Monday, Jul. 02, 1956

The Soldier

"Opportunity never knocks on the door," said Thomas John Watson. "You have to knock on opportunity's doors, and they are all around us." Tall and spare with a kindly, canny Scots face, T. J. Watson did not knock hard enough for opportunity's door to open wide until he was 40. But then, he transformed Manhattan's tiny Computing-Tabulating-Recording Co. into International Business Machines Corp., a company that now circles the globe with 188 U.S. offices and six plants, another 227 offices and 17 smaller plants in 80 nations. For his hard knocking, opportunity richly repaid Thomas J. Watson: his family owns 6% of IBM's 5,251,000 shares outstanding, worth some $152 million.

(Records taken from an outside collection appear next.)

//! File inclusion by Ant-style glob and rule suppression by exclusion regex.

use globset::{GlobBuilder, GlobMatcher};
use regex::Regex;

use crate::error::{Result, TextGuardError};

use super::matching::{ScanMode, compile_regex};

/// Ant-style path glob: `*` stays inside one segment, `**` spans segments.
/// An absent pattern includes every file; a blank one includes none.
#[derive(Debug, Clone, Default)]
pub struct PathFilter {
    scope: Scope,
}

#[derive(Debug, Clone, Default)]
enum Scope {
    #[default]
    All,
    Nothing,
    Glob(GlobMatcher),
}

impl PathFilter {
    /// # Errors
    /// Returns an error if `pattern` is not a valid glob.
    pub fn new(pattern: Option<&str>) -> Result<Self> {
        let scope = match pattern.map(str::trim) {
            None => Scope::All,
            Some("") => Scope::Nothing,
            Some(pattern) => Scope::Glob(
                GlobBuilder::new(pattern)
                    .literal_separator(true)
                    .build()
                    .map_err(|source| TextGuardError::InvalidPattern {
                        pattern: pattern.to_string(),
                        source,
                    })?
                    .compile_matcher(),
            ),
        };
        Ok(Self { scope })
    }

    #[must_use]
    pub fn included(&self, logical_path: &str) -> bool {
        match &self.scope {
            Scope::All => true,
            Scope::Nothing => false,
            Scope::Glob(matcher) => matcher.is_match(logical_path),
        }
    }
}

/// Project-key and file-name exclusion regexes shared by every part of a rule.
#[derive(Debug, Clone, Default)]
pub struct Exclusions {
    project_keys: Option<Regex>,
    file_names: Option<Regex>,
}

impl Exclusions {
    /// # Errors
    /// Returns an error if either regex fails to compile.
    pub fn new(rule: &str, project_keys: Option<&str>, file_names: Option<&str>) -> Result<Self> {
        Ok(Self {
            project_keys: compile_exclusion(rule, project_keys)?,
            file_names: compile_exclusion(rule, file_names)?,
        })
    }

    #[must_use]
    pub fn excluded_by_project_key(&self, project_key: &str) -> bool {
        self.project_keys
            .as_ref()
            .is_some_and(|regex| regex.is_match(project_key))
    }

    /// Matched against the file's base name only, never its full path.
    #[must_use]
    pub fn excluded_by_file_name(&self, file_name: &str) -> bool {
        self.file_names
            .as_ref()
            .is_some_and(|regex| regex.is_match(file_name))
    }

    #[must_use]
    pub fn excludes(&self, project_key: &str, file_name: &str) -> bool {
        self.excluded_by_project_key(project_key) || self.excluded_by_file_name(file_name)
    }
}

fn compile_exclusion(rule: &str, pattern: Option<&str>) -> Result<Option<Regex>> {
    match pattern.filter(|p| !p.trim().is_empty()) {
        Some(pattern) => compile_regex(rule, pattern, ScanMode::Lines).map(Some),
        None => Ok(None),
    }
}

#[cfg(test)]
#[path = "path_filter_tests.rs"]
mod tests;
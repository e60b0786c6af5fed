mod filter;
mod source;

pub use filter::{FileFilter, SuffixFilter, normalize_suffixes};
pub use source::{SourceFile, normalize_for_matching, normalize_separators, relative_logical_path};

use std::path::{Path, PathBuf};

use indexmap::IndexSet;
use walkdir::WalkDir;

use crate::error::{Result, TextGuardError};

/// Trait for scanning directories and finding files.
pub trait FileScanner {
    /// Scan a directory and return all matching file paths.
    ///
    /// # Errors
    /// Returns an error if the directory cannot be read.
    fn scan(&self, root: &Path) -> Result<Vec<PathBuf>>;
}

pub struct DirectoryScanner<F: FileFilter> {
    filter: F,
}

impl<F: FileFilter> DirectoryScanner<F> {
    #[must_use]
    pub const fn new(filter: F) -> Self {
        Self { filter }
    }

    #[must_use]
    pub const fn filter(&self) -> &F {
        &self.filter
    }

    fn scan_impl(&self, root: &Path) -> Vec<PathBuf> {
        WalkDir::new(root)
            .sort_by_file_name()
            .into_iter()
            .filter_map(|entry| match entry {
                Ok(entry) => Some(entry),
                Err(e) => {
                    log::warn!("Skipping unreadable entry under {}: {e}", root.display());
                    None
                }
            })
            .filter(|e| e.file_type().is_file())
            .map(|e| e.path().to_path_buf())
            .filter(|p| self.filter.should_include(p))
            .collect()
    }

    /// Resolve command-line paths into the ordered list of files to scan.
    ///
    /// Directories are walked and filtered; an explicit file bypasses the
    /// suffix check but still honours exclude patterns. Duplicates are
    /// dropped, keeping the first occurrence.
    ///
    /// # Errors
    /// Returns an error if a path does not exist.
    pub fn collect_sources(&self, paths: &[PathBuf]) -> Result<Vec<SourceFile>> {
        let mut sources: IndexSet<SourceFile> = IndexSet::new();
        for path in paths {
            if path.is_file() {
                if self.filter.is_excluded(path) {
                    log::debug!("Excluded by pattern: {}", path.display());
                    continue;
                }
                sources.insert(SourceFile::explicit(path.clone()));
            } else if path.is_dir() {
                for file in self.scan(path)? {
                    sources.insert(SourceFile::under_root(path, file));
                }
            } else {
                return Err(TextGuardError::file_read(
                    path.clone(),
                    std::io::Error::new(std::io::ErrorKind::NotFound, "path does not exist"),
                ));
            }
        }
        Ok(sources.into_iter().collect())
    }
}

impl<F: FileFilter> FileScanner for DirectoryScanner<F> {
    fn scan(&self, root: &Path) -> Result<Vec<PathBuf>> {
        Ok(self.scan_impl(root))
    }
}

#[cfg(test)]
#[path = "mod_tests.rs"]
mod tests;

Watson's success was due in large part to the supersalesmanship with which he sold his products, the intensely personal way he ran the expanding business that produced them. To some, Watson's concern with everything that had to do with his employees appeared paternalistic, even overbearing. Yet Watson was convinced that the fuller he made his employees' lives, the faster IBM would forge ahead. He set up country clubs for his workers, bands and choirs ("I think nice music has a good effect on everybody"), classes in everything from art appreciation to home repairs.

"Think." IBM never had a union; it never needed one. Watson paid high wages, refused to lay off men even during the depths of the Depression; what he could not sell, he stored away against better days. In return, he exhorted his IBMEN to THINK THINK THINK, demanded loyalty, perseverance, a pioneering approach to each job. Said Watson once: "We don't get paid for working with our feet--we get paid for working with our heads."

If Watson had only been a business man, he would have been famous enough. But IBM was only a fraction of his true measure. He was one of the first of a new breed of U.S. businessmen who realized that their social responsibilities ran far beyond their own companies. A man with consuming interest in virtually every area of human endeavor, he had a rare ability to translate his thoughts into action. His entry in Who's Who in Amer ica was for years the longest of all, but, unlike many joiners, he worked hard at everything he gave his name to.

"Support the U.N." Watson was a passionate internationalist, a fervent supporter of the United Nations. He ordered that every outgoing IBM 'envelope bear the legend "Support the United Nations." He believed that education and religion were "the two things that have carried us over all our humps," that they deserved all the time and treasure he could spare.

He spared plenty. He was a longtime trustee of Columbia University and La fayette College, campaigned hard for the United Negro College Fund, the Boy Scouts of America, the Y.M.C.A., the Salvation Army, gave generously to religious groups. One 1955 gift: $1,000,000 to the Genesee (N.Y.) Conference of the Methodist Church.

Last month, after watching his son Tom Jr. operate as president for four years, Tom Watson handed over the reins as chief executive officer, stepped back into an advisory role as IBM's board chairman, keeping a sharp eye on overall corporation policy. Last week, stricken by a heart attack in his New Canaan, Conn, summer home, he was taken to Manhattan's Roosevelt Hospital, and there death finally overtook him at 82. At Manhattan's Brick Presbyterian Church, where 1,200 people from every walk and station gathered to mourn his passing, the congregation sang a hymn that would have pleased him: Onward, Christian Soldiers.